Accusare Cameron di voler danneggiare il mercato unico, come ha fatto il presidente della Commissione europea la settimana scorsa, è pura ipocrisia. Gli spagnoli hanno diritto di veto sulla pesca, come i francesi ce l'hanno sulla politica agricola. Pesino la Germania esercita una forma di protezionismo sull'industria automobilistica. Giovedì scorso il Regno Unito ha semplicemente cercato di difendere la parità di diritti per la City, non uno status privilegiato. Tuttavia l'atteggiamento di Cameron è stato considerato sopra le righe, un segno della progressiva perdita di influenza del Regno Unito.

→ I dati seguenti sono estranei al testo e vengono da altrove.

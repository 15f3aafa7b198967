//! Command implementations.

pub mod check;
pub mod config;
pub mod validate_key;

pub use self::check::execute_check;
pub use self::config::execute_config;
pub use self::validate_key::execute_validate_key;
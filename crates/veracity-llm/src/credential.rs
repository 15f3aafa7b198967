//! Bearer credential for the verification service

use crate::LlmError;
use std::fmt;

/// Prefix carried by keys issued by the default provider
pub const KEY_PREFIX: &str = "gsk_";

/// An API key passed by value into each pipeline stage
///
/// `Debug` and `Display` never print the key.
#[derive(Clone, PartialEq, Eq)]
pub struct Credential(String);

impl Credential {
    /// Wrap an API key, rejecting an empty one
    pub fn new(key: impl Into<String>) -> Result<Self, LlmError> {
        let key = key.into().trim().to_string();
        if key.is_empty() {
            return Err(LlmError::InvalidCredential(
                "API key is empty".to_string(),
            ));
        }
        Ok(Self(key))
    }

    /// The raw key, for the `Authorization` header only
    pub fn expose(&self) -> &str {
        &self.0
    }

    /// Warning to show when the key does not look like a provider key
    pub fn format_warning(&self) -> Option<String> {
        if self.0.starts_with(KEY_PREFIX) {
            None
        } else {
            Some(format!(
                "API key should start with \"{}\". Please check your key.",
                KEY_PREFIX
            ))
        }
    }
}

impl fmt::Debug for Credential {
    fn fmt(&self, f: &mut fmt::Formatter<'_>) -> fmt::Result {
        f.write_str("Credential(<redacted>)")
    }
}

impl fmt::Display for Credential {
    fn fmt(&self, f: &mut fmt::Formatter<'_>) -> fmt::Result {
        let visible: String = self.0.chars().take(KEY_PREFIX.len()).collect();
        write!(f, "{}****", visible)
    }
}

/// Outcome of probing the service with a credential
#[derive(Debug, Clone, PartialEq, Eq)]
pub enum CredentialStatus {
    /// Key accepted and the verification model is listed
    Valid,

    /// Key accepted but the verification model is not listed
    ValidWithoutVerificationModel {
        /// The model that was looked for
        model: String,
    },

    /// Key rejected or the probe failed
    Invalid {
        /// Why the probe failed
        message: String,
    },
}

impl CredentialStatus {
    /// Whether the key can be used at all
    pub fn is_usable(&self) -> bool {
        !matches!(self, CredentialStatus::Invalid { .. })
    }

    /// User-facing status string
    pub fn describe(&self) -> String {
        match self {
            CredentialStatus::Valid => {
                "API key is valid and has access to the verification model!".to_string()
            }
            CredentialStatus::ValidWithoutVerificationModel { model } => format!(
                "API key is valid, but the verification model '{}' may not be available.",
                model
            ),
            CredentialStatus::Invalid { message } => {
                format!("Error testing API key: {}", message)
            }
        }
    }
}
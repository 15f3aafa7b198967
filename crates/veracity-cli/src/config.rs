//! Configuration management for the CLI.

use crate::error::{CliError, Result};
use serde::{Deserialize, Serialize};
use std::fs;
use std::path::{Path, PathBuf};
use veracity_llm::{Credential, LlmError, ServiceConfig};
use veracity_pipeline::{PipelineConfig, PipelineError};

/// Environment variable consulted after `--api-key` / `VERACITY_API_KEY`.
pub const PROVIDER_KEY_ENV: &str = "GROQ_API_KEY";

/// Approximate token budget of the downstream service, in characters.
pub const DEFAULT_MAX_CONTENT_CHARS: usize = 300_000;

/// CLI configuration.
#[derive(Debug, Clone, Default, PartialEq, Serialize, Deserialize)]
pub struct Config {
    /// Stored API key
    #[serde(default, skip_serializing_if = "Option::is_none")]
    pub api_key: Option<String>,

    /// Verification service settings
    #[serde(default)]
    pub service: ServiceConfig,

    /// Parser settings
    #[serde(default)]
    pub pipeline: PipelineConfig,

    /// Global settings
    #[serde(default)]
    pub settings: Settings,
}

/// Global CLI settings.
#[derive(Debug, Clone, PartialEq, Serialize, Deserialize)]
pub struct Settings {
    /// Enable colored output
    #[serde(default = "default_true")]
    pub color: bool,

    /// Default output format
    #[serde(default = "default_format")]
    pub format: OutputFormat,

    /// Content beyond this many characters is dropped before checking
    #[serde(default = "default_max_content_chars")]
    pub max_content_chars: usize,
}

/// Output format.
#[derive(Debug, Clone, Copy, PartialEq, Eq, Serialize, Deserialize)]
#[serde(rename_all = "lowercase")]
pub enum OutputFormat {
    /// Table format
    Table,
    /// JSON lines, one bridge message per line
    Json,
}

impl Config {
    /// Get the default configuration file path.
    pub fn path() -> Result<PathBuf> {
        let home = dirs::home_dir()
            .ok_or_else(|| CliError::Config("Could not find home directory".into()))?;
        Ok(home.join(".veracity").join("config.toml"))
    }

    /// Load configuration from `path`, or the defaults if it does not exist.
    pub fn load_from(path: &Path) -> Result<Self> {
        if path.exists() {
            let contents = fs::read_to_string(path)?;
            let config: Config = toml::from_str(&contents)?;
            Ok(config)
        } else {
            Ok(Self::default())
        }
    }

    /// Save configuration to `path`, creating parent directories.
    pub fn save_to(&self, path: &Path) -> Result<()> {
        if let Some(parent) = path.parent() {
            fs::create_dir_all(parent)?;
        }

        let contents = toml::to_string_pretty(self)
            .map_err(|e| CliError::Config(format!("Failed to serialize config: {}", e)))?;
        fs::write(path, contents)?;
        Ok(())
    }

    /// Check every section.
    pub fn validate(&self) -> Result<()> {
        self.service.validate().map_err(LlmError::Config)?;
        self.pipeline.validate().map_err(PipelineError::Config)?;
        if self.settings.max_content_chars == 0 {
            return Err(CliError::Config(
                "settings.max_content_chars must be greater than 0".to_string(),
            ));
        }
        Ok(())
    }

    /// Resolve the credential to use.
    ///
    /// `flag` (which clap also fills from `VERACITY_API_KEY`) wins, then
    /// `GROQ_API_KEY`, then the stored key.
    pub fn credential(&self, flag: Option<&str>) -> Result<Credential> {
        let env = std::env::var(PROVIDER_KEY_ENV).ok();
        self.credential_with_env(flag, env.as_deref())
    }

    fn credential_with_env(&self, flag: Option<&str>, env: Option<&str>) -> Result<Credential> {
        let key = [flag, env, self.api_key.as_deref()]
            .into_iter()
            .flatten()
            .find(|key| !key.trim().is_empty())
            .ok_or(CliError::MissingApiKey)?;

        Ok(Credential::new(key)?)
    }

    /// Copy of the configuration with the stored key masked, for display.
    pub fn redacted(&self) -> Self {
        let api_key = self
            .api_key
            .as_deref()
            .and_then(|key| Credential::new(key).ok())
            .map(|credential| credential.to_string());

        Self {
            api_key,
            ..self.clone()
        }
    }
}

impl Default for Settings {
    fn default() -> Self {
        Self {
            color: true,
            format: OutputFormat::Table,
            max_content_chars: DEFAULT_MAX_CONTENT_CHARS,
        }
    }
}

fn default_true() -> bool {
    true
}

fn default_format() -> OutputFormat {
    OutputFormat::Table
}

fn default_max_content_chars() -> usize {
    DEFAULT_MAX_CONTENT_CHARS
}
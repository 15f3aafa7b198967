//! Claim module - a single factual assertion slated for verification

use serde::{Deserialize, Serialize};
use std::fmt;

/// A claim extracted from page content
///
/// Identifiers are assigned sequentially from 1 by the extraction stage.
/// Uniqueness within a session is expected but not enforced. Claims are
/// immutable once created; fact-check records refer to them by `id`.
///
/// The serialized field names (`claim_id`, `claim`) match the shape the
/// verification service is asked to produce and consume.
#[derive(Debug, Clone, PartialEq, Eq, Hash, Serialize, Deserialize)]
pub struct Claim {
    /// Positive identifier, sequential within a session
    #[serde(rename = "claim_id")]
    pub id: u32,

    /// The assertion itself (never empty)
    #[serde(rename = "claim")]
    pub text: String,
}

impl Claim {
    /// Create a new claim
    ///
    /// # Examples
    ///
    /// ```
    /// use veracity_domain::Claim;
    ///
    /// let claim = Claim::new(1, "The Eiffel Tower was completed in 1889.").unwrap();
    /// assert_eq!(claim.id, 1);
    ///
    /// assert!(Claim::new(0, "zero is not a valid id").is_err());
    /// assert!(Claim::new(2, "   ").is_err());
    /// ```
    pub fn new(id: u32, text: impl Into<String>) -> Result<Self, String> {
        if id == 0 {
            return Err("claim id must be positive".to_string());
        }

        let text = text.into().trim().to_string();
        if text.is_empty() {
            return Err(format!("claim {} has empty text", id));
        }

        Ok(Self { id, text })
    }
}

impl fmt::Display for Claim {
    fn fmt(&self, f: &mut fmt::Formatter<'_>) -> fmt::Result {
        write!(f, "#{} {}", self.id, self.text)
    }
}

Ora che il primo ministro ha deciso di opporsi ai piani di Bruxelles, molti operatori della City temono che Londra verrà penalizzata sempre più dalle decisioni dell'Ue, e che le banche tedesche e statunitensi si concentreranno sulla capitale britannica quando arriverà il momento di effettuare tagli al personale. Altri sottolineano che le banche statunitensi vengono a Londra perché è una città dove si fanno ottimi affari e nessuno decide di svuotare un palazzo di sessanta piani di uffici pieno di costose apparecchiature digitali da un giorno all'altro.

La diplomazia è inutile

Affinché la City possa continuare a prosperare, Londra dev'essere una porta d'accesso al mondo, non soltanto all'Europa. Nel Regno Unito si effettuano più prestiti bancari trasnfrontalieri che in qualsiasi altro paese del globo. Il mercato valutario è il più grande del mondo, mentre il giro d'affari delle assicurazioni è al terzo posto nella classifica mondiale. Con il rallentamento progressivo della crescita dell'Europa, i principali avversari di Londra sono ormai Hong Kong e Singapore, non Francoforte e Parigi e nemmeno New York. La sfida del futuro è la conquista dell'Asia.

Comunque la si voglia guardare, la diplomazia si sta rivelando inutile, se non dannosa. Il Regno Unito non vuole affossare l'euro. A quello ci stanno pensando i nostri alleati. Se la settimana scorsa la Banca centrale europea non fosse corsa in aiuto delle banche europee concedendo loro un credito virtualmente illimitato, oggi assisteremmo a un crollo verticale dei mercati, non a un semplice scombussolamento.

Il Consiglio europeo non ha accontentato nessuno. I francesi volevano che la Bce stampasse valuta. I tedeschi volevano incastonare le nuove regole sul rigore economico nelle maggiori istituzioni dell'Ue. Gli altri, tra cui il Regno Unito, speravano che la Germania capisse che la moneta unica continuerà a precipitare fino a quando Berlino non accetterà di condividere le responsabilità per il debito dell'eurozona.